** Provided records follows **
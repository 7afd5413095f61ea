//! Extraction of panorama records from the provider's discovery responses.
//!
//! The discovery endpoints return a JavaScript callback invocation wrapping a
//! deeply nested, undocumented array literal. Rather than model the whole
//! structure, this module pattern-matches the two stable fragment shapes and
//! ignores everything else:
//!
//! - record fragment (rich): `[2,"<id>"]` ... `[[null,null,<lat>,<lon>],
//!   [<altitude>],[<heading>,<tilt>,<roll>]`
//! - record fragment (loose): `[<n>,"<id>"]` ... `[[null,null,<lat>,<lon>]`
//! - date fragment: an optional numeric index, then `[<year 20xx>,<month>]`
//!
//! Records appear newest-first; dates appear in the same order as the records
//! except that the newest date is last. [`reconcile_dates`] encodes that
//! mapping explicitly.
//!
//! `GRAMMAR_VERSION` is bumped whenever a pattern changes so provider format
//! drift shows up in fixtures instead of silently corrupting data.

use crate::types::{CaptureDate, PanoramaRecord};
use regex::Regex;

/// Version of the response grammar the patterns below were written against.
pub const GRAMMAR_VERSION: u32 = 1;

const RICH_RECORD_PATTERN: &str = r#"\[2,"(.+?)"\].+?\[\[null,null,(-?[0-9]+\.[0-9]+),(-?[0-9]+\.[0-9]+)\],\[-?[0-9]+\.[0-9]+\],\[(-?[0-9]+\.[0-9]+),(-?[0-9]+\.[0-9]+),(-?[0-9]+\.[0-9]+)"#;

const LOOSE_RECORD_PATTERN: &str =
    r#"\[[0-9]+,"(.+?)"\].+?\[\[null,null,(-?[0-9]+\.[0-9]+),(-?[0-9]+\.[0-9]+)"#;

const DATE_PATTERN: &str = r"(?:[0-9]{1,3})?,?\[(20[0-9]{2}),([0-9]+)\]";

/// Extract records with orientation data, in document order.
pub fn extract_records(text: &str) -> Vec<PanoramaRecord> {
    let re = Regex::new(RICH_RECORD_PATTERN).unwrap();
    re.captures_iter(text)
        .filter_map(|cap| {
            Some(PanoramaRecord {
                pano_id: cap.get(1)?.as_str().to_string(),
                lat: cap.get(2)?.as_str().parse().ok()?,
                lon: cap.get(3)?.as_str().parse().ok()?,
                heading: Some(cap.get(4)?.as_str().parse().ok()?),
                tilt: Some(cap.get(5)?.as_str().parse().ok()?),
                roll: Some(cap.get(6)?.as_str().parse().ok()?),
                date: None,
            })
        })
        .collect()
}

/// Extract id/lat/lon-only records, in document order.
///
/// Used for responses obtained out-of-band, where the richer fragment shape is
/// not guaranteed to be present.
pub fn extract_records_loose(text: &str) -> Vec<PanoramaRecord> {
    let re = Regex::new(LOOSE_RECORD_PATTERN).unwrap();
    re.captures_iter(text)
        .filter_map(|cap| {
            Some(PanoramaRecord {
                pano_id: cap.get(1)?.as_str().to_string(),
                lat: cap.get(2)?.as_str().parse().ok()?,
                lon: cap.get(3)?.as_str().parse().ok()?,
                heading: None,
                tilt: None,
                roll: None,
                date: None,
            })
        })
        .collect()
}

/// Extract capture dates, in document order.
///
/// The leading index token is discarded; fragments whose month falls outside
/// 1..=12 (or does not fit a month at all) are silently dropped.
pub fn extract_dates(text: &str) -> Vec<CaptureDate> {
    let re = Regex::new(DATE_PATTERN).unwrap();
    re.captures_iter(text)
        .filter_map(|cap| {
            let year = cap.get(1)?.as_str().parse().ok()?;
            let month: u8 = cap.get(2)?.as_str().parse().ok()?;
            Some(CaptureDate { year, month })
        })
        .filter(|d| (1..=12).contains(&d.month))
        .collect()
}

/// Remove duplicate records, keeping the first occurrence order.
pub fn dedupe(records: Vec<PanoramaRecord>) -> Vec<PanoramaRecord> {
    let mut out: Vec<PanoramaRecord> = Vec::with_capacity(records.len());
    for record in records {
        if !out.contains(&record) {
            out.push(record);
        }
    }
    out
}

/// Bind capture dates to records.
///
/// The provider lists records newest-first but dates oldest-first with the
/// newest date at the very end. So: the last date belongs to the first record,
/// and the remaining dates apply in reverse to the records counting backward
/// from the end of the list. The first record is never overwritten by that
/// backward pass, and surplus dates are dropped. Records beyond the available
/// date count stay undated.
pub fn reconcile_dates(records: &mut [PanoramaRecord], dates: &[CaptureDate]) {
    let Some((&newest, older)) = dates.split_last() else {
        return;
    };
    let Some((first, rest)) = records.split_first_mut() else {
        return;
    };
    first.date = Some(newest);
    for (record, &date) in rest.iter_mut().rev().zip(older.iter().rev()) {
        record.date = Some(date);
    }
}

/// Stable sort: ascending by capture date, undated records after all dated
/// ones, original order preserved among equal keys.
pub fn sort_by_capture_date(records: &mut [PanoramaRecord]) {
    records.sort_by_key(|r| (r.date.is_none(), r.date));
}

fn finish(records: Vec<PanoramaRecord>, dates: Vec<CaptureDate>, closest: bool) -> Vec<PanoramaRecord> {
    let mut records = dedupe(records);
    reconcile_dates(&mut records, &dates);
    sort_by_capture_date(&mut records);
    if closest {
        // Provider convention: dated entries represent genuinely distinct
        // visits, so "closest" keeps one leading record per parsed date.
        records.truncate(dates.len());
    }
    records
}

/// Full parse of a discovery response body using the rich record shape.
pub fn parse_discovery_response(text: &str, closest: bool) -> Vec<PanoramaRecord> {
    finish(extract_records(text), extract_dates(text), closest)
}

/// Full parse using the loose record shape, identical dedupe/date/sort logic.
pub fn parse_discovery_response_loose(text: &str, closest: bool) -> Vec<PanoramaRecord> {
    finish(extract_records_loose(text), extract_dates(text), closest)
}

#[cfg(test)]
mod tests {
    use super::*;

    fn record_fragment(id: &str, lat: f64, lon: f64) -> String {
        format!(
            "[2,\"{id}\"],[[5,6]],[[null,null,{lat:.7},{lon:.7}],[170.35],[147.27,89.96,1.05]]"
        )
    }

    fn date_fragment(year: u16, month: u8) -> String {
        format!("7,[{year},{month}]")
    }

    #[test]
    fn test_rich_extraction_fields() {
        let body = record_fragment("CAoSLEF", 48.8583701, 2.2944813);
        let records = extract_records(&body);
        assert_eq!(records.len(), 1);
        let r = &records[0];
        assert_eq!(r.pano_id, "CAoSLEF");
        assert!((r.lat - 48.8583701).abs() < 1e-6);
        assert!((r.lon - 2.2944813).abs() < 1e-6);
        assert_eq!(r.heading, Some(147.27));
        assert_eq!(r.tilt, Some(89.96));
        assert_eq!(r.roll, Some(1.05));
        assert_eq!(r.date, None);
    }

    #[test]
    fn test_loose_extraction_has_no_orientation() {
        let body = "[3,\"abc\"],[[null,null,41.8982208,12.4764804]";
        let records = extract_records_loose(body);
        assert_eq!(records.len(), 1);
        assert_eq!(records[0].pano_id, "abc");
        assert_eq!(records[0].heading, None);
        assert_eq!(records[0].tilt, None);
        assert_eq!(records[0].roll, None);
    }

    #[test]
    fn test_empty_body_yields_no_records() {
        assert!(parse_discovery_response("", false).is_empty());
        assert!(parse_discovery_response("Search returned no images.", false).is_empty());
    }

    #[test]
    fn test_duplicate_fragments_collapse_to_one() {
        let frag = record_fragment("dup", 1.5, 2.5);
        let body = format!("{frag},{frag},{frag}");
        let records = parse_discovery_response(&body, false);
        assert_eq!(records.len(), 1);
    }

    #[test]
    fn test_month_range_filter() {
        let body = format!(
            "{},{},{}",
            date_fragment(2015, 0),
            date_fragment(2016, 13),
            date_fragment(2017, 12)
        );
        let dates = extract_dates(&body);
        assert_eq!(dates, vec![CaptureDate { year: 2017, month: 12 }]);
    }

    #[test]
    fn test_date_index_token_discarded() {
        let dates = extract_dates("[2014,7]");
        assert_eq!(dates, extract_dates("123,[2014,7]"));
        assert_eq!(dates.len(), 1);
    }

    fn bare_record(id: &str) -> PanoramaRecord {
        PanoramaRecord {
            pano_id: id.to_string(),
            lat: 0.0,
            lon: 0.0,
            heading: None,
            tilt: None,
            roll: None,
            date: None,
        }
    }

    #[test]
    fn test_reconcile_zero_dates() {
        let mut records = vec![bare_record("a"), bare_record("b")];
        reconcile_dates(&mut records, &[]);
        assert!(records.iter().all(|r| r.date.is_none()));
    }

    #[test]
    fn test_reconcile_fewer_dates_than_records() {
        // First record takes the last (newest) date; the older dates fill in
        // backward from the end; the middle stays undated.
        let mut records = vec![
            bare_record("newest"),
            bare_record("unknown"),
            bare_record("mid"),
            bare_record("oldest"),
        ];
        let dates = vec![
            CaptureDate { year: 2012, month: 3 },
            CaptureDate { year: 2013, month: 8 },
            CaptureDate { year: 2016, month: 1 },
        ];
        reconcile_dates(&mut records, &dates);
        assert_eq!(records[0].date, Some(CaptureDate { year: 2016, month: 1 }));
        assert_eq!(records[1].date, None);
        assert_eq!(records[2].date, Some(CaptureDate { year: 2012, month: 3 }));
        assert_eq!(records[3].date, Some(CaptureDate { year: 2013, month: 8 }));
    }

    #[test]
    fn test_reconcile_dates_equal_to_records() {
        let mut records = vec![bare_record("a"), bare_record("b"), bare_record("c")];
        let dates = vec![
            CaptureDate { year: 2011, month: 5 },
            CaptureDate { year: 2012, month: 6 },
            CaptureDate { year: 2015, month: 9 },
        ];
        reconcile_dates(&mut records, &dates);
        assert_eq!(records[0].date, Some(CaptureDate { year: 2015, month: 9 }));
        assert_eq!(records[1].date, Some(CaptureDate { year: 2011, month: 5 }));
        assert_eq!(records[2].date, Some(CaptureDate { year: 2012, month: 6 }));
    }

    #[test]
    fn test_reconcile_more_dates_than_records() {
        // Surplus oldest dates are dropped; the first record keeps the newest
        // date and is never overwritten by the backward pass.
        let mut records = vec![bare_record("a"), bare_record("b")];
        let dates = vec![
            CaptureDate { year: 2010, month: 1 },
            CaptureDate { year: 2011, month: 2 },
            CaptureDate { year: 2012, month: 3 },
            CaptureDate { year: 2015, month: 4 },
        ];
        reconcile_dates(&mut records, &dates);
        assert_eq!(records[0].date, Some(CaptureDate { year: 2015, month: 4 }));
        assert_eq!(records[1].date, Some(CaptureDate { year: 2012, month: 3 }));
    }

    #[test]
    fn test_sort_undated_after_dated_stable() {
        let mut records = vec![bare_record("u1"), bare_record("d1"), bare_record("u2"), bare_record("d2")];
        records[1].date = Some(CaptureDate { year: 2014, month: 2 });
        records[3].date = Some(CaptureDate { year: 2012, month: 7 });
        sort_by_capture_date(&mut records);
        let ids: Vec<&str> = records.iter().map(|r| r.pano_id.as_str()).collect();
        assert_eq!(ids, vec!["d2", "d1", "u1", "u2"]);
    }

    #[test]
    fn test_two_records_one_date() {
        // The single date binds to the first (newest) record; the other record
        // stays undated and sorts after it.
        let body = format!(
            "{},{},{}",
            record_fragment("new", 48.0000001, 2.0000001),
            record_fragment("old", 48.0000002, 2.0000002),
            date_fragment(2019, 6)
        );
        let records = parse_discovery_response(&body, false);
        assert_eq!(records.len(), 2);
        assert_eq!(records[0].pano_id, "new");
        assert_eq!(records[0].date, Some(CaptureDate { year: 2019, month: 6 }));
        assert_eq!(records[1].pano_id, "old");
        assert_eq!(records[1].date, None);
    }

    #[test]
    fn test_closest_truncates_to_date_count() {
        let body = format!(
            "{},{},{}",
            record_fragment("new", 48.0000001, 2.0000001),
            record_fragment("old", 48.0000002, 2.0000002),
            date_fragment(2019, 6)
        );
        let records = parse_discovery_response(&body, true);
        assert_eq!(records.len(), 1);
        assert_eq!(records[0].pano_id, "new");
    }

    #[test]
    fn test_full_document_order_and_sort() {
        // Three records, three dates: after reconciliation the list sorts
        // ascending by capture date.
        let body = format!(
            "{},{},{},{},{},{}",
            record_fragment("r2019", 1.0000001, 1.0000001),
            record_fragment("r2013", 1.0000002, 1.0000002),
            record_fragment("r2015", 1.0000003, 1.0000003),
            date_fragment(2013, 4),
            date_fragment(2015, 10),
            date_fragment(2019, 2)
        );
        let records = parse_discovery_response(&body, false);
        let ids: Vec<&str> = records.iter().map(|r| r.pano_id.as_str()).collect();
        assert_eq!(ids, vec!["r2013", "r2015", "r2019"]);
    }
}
** End of Provided records **
§ Task directions
Report each line in the entries where the string "overwritten" occurs.

§ Solution
/// from the end of the list. The first record is never overwritten by that
        // date and is never overwritten by the backward pass.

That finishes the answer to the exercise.